Perencanaan dan pelaksanaan dalam keperawatan transkultural adalah suatu proses keperawatan yang tidak
dapat dipisahkan.
Perencanaan: suatu proses memilih strategi yang tepat dan pelaksanaan: melaksanakan tindakan yang sesuai
dengan latar belakang budaya klien (Giger and Davidhizar, 1995).

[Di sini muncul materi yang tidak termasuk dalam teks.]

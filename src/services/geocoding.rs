use super::GeoPoint;

use crate::UpstreamError;

use async_trait::async_trait;
use log::*;
use serde::Deserialize;

#[async_trait]
pub trait GeocodingService: Send + Sync {
    /// Candidates for `text` ordered by relevance, biased toward `bias` and
    /// limited to `radius_meters` around it. No match is an empty vector.
    async fn resolve(
        &self,
        text: &str,
        bias: GeoPoint,
        radius_meters: f64,
    ) -> Result<Vec<GeoPoint>, UpstreamError>;
}

pub struct OpenRouteServiceGeocoder {
    client: reqwest::Client,
    base_url: String,
    api_key: String,
}

#[derive(Debug, Deserialize)]
struct FeatureCollection {
    #[serde(default)]
    features: Vec<Feature>,
}

#[derive(Debug, Deserialize)]
struct Feature {
    geometry: Geometry,
}

#[derive(Debug, Deserialize)]
struct Geometry {
    coordinates: Vec<f64>,
}

impl OpenRouteServiceGeocoder {
    pub fn new(client: reqwest::Client, base_url: &str, api_key: &str) -> Self {
        OpenRouteServiceGeocoder {
            client,
            base_url: base_url.trim_end_matches('/').to_string(),
            api_key: api_key.to_string(),
        }
    }
}

#[async_trait]
impl GeocodingService for OpenRouteServiceGeocoder {
    async fn resolve(
        &self,
        text: &str,
        bias: GeoPoint,
        radius_meters: f64,
    ) -> Result<Vec<GeoPoint>, UpstreamError> {
        let lon = bias.longitude().to_string();
        let lat = bias.latitude().to_string();
        // Pelias takes the boundary circle radius in kilometers.
        let radius_km = (radius_meters / 1000.0).to_string();

        let response = self
            .client
            .get(format!("{}/geocode/search", self.base_url))
            .query(&[
                ("api_key", self.api_key.as_str()),
                ("text", text),
                ("focus.point.lon", lon.as_str()),
                ("focus.point.lat", lat.as_str()),
                ("boundary.circle.lon", lon.as_str()),
                ("boundary.circle.lat", lat.as_str()),
                ("boundary.circle.radius", radius_km.as_str()),
            ])
            .send()
            .await?;

        let status = response.status();
        if !status.is_success() {
            warn!("Geocoding provider answered with status {}.", status);
            return Err(UpstreamError::Status(status.as_u16()));
        }

        let collection: FeatureCollection = response.json().await?;
        let candidates: Vec<GeoPoint> = collection
            .features
            .into_iter()
            .filter_map(|feature| match feature.geometry.coordinates.as_slice() {
                [lon, lat, ..] => GeoPoint::new(*lon, *lat).ok(),
                _ => None,
            })
            .collect();
        trace!(
            "Received {} candidates from geocoding provider.",
            candidates.len()
        );
        Ok(candidates)
    }
}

Ada tiga pedoman yang ditawarkan dalam keperawatan transkultural (Andrew and Boyle, 1995) yaitu:
mempertahankan budaya yang dimiliki klien bila budaya klien tidak bertentangan dengan kesehatan,
mengakomodasi budaya klien bila budaya klien kurang menguntungkan kesehatan dan merubah budaya
klien bila budaya yang dimiliki klien bertentangan dengan kesehatan.

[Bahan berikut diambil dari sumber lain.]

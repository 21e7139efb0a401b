pub mod config;
pub mod routes;
pub mod services;

use thiserror::Error;

pub type GenericError = Box<dyn std::error::Error + Send + Sync>;

/// Failures a caller of the estimator can tell apart.
#[derive(Error, Debug)]
pub enum ShippingError {
    #[error("Invalid input: {0}")]
    InvalidInput(String),
    #[error("No geocoding result for the destination address")]
    GeocodingFailed,
    #[error("No route between origin and destination")]
    RoutingFailed,
    #[error("Upstream provider unavailable: {0}")]
    UpstreamUnavailable(#[from] UpstreamError),
}

/// Transport or protocol failure talking to an external provider.
///
/// A provider answering "no match" is not one of these; adapters return an
/// empty result for that.
#[derive(Error, Debug)]
pub enum UpstreamError {
    #[error("request timed out")]
    Timeout,
    #[error("transport error: {0}")]
    Transport(String),
    #[error("unexpected status {0}")]
    Status(u16),
    #[error("malformed response: {0}")]
    Decode(String),
}

impl From<reqwest::Error> for UpstreamError {
    fn from(err: reqwest::Error) -> Self {
        if err.is_timeout() {
            UpstreamError::Timeout
        } else if err.is_decode() {
            UpstreamError::Decode(err.to_string())
        } else if let Some(status) = err.status() {
            UpstreamError::Status(status.as_u16())
        } else {
            UpstreamError::Transport(err.without_url().to_string())
        }
    }
}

Identifikasi perbedaan konsep antara klien dan perawat tentang proses melahirkan dan perawatan bayi;
Bersikap tenang dan tidak terburu-buru saat berinterkasi dengan klien;
Mendiskusikan kesenjangan budaya yang dimiliki klien dan perawat.
Beri kesempatan pada klien untuk memahami informasi yang diberikan dan melaksanakannya;
Tentukan tingkat perbedaan pasien melihat dirinya dari budaya kelompok;
Gunakan pihak ketiga bila perlu;
Terjemahkan terminologi gejala pasien ke dalam bahasa kesehatan yang dapat dipahami oleh klien dan
orang tua,
Berikan informasi pada klien tentang sistem pelayanan kesehatan.
Perawat dan klien harus mencoba untuk memahami budaya masing-masing melalui proses akulturasi, yaitu
proses mengidentifikasi persamaan dan perbedaan budaya yang akhirnya akan memperkaya budaya budaya
mereka.
Bila perawat tidak memahami budaya klien maka akan timbul rasa tidak percaya sehingga hubungan
terapeutik antara perawat dengan klien akan terganggu.
Pemahaman budaya klien amat mendasari efektifitas keberhasilan menciptakan hubungan perawat dan klien
yang bersifat terapeutik.
Tahap Evaluasi
Evaluasi asuhan keperawatan transkultural dilakukan terhadap keberhasilan klien tentang mempertahankan
budaya yang sesuai dengan kesehatan, mengurangi budaya klien yang tidak sesuai dengan kesehatan atau
beradaptasi dengan budaya baru yang mungkin sangat bertentangan dengan budaya yang dimiliki klien.
Melalui evaluasi dapat diketahui asuhan keperawatan yang sesuai dengan latar belakang budaya klien.